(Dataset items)
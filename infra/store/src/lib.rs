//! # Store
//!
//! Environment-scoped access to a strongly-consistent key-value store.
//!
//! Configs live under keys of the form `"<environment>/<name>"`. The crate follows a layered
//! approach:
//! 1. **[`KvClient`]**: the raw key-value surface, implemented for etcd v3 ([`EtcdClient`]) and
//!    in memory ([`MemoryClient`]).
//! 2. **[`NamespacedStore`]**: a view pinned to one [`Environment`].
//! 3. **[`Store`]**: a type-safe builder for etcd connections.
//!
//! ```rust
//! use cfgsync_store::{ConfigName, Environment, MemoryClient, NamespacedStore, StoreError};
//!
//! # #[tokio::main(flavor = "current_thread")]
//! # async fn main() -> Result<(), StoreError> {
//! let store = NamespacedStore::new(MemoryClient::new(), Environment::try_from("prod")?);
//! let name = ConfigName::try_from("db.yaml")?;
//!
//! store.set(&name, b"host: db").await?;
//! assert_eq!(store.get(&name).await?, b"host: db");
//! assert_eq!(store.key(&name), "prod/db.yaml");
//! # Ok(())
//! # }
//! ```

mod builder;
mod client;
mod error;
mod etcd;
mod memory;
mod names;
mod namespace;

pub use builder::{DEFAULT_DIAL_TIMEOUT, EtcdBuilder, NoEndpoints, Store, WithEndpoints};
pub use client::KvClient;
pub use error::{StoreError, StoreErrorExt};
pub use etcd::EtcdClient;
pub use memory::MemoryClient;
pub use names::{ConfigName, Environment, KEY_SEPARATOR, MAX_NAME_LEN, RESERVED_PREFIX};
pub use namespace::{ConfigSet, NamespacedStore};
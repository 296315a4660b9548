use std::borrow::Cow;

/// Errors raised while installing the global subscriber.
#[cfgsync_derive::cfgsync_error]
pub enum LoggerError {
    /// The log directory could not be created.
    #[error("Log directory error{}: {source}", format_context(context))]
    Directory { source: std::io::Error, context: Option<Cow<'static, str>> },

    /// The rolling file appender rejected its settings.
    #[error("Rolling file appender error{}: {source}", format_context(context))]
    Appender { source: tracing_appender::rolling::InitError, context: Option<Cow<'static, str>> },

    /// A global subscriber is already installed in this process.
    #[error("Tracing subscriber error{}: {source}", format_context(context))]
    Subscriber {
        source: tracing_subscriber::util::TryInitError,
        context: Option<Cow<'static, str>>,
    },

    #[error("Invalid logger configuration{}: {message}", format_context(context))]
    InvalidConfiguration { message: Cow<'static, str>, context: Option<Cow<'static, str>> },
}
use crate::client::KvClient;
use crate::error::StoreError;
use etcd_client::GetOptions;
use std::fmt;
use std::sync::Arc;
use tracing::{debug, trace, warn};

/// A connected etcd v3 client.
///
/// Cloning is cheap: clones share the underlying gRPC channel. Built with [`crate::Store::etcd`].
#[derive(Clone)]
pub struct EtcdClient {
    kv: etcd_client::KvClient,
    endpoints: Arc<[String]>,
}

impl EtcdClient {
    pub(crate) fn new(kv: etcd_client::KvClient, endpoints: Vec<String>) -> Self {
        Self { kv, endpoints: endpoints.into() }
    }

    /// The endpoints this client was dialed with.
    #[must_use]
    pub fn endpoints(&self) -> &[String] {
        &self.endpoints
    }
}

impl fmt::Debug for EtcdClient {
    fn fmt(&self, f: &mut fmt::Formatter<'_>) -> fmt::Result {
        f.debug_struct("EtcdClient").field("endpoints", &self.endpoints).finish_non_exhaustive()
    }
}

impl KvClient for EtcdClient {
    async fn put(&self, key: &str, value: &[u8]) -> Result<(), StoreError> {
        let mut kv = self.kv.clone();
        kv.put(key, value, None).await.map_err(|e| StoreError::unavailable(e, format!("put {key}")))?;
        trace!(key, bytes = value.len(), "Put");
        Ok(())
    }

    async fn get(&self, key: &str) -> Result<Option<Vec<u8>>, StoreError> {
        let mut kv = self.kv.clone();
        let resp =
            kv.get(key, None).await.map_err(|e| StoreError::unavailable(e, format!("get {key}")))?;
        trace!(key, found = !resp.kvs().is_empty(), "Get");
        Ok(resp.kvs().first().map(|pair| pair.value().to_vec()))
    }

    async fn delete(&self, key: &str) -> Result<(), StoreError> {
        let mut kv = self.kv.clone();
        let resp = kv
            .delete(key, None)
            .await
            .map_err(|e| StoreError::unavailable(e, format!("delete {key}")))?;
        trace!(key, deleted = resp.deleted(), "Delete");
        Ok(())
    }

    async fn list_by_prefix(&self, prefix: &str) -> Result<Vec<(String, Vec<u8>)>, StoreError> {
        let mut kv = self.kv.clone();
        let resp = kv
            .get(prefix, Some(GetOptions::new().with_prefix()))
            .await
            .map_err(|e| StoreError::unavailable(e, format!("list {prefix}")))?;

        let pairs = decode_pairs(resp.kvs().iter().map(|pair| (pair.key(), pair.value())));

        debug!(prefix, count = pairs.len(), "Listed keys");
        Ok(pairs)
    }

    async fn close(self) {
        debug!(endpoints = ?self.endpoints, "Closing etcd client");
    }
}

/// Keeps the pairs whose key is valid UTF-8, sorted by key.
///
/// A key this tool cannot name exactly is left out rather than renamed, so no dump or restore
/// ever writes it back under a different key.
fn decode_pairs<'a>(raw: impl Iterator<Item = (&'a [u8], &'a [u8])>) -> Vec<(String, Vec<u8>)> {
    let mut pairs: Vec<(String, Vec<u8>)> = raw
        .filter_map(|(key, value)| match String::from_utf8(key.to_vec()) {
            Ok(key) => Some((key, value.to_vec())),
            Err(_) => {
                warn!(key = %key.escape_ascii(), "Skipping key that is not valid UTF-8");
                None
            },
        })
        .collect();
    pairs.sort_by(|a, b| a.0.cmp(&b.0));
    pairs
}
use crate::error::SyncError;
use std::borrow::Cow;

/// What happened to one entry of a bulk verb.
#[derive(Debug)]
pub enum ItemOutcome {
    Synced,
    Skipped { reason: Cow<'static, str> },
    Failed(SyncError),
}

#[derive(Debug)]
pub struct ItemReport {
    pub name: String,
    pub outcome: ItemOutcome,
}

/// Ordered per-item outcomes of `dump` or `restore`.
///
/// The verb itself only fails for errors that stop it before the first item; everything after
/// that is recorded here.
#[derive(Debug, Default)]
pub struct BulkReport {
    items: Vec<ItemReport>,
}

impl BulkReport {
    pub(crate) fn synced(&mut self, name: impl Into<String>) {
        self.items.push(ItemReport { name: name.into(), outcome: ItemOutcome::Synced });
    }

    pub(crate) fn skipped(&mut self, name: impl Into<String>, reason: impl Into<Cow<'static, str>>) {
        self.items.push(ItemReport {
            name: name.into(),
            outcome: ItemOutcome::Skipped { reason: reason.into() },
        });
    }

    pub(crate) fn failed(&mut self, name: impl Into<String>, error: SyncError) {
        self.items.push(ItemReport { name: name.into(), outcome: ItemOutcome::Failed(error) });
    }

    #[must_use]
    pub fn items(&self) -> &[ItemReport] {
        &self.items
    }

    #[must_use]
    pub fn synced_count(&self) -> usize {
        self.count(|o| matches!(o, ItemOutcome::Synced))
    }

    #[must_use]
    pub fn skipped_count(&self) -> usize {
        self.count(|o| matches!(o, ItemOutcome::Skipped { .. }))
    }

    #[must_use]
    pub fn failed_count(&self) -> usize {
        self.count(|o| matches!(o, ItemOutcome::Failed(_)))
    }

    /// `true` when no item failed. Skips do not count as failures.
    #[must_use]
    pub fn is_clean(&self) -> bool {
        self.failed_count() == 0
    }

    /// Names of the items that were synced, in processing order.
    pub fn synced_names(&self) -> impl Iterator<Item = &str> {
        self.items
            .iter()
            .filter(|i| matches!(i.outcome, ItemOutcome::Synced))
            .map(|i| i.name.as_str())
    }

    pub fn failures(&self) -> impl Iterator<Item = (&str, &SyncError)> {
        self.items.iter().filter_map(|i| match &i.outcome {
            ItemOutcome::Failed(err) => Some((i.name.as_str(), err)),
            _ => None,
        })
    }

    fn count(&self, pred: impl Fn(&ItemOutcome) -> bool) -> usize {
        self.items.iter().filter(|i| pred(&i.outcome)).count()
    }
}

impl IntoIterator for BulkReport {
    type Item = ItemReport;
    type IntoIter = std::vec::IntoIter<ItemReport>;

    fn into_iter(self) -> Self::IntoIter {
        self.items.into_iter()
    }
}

WORK INSTRUCTION:
Return all lines from the entries that contain the string "prod".

RESULT OF THE EXERCISE:
//! let store = NamespacedStore::new(MemoryClient::new(), Environment::try_from("prod")?);
//! assert_eq!(store.key(&name), "prod/db.yaml");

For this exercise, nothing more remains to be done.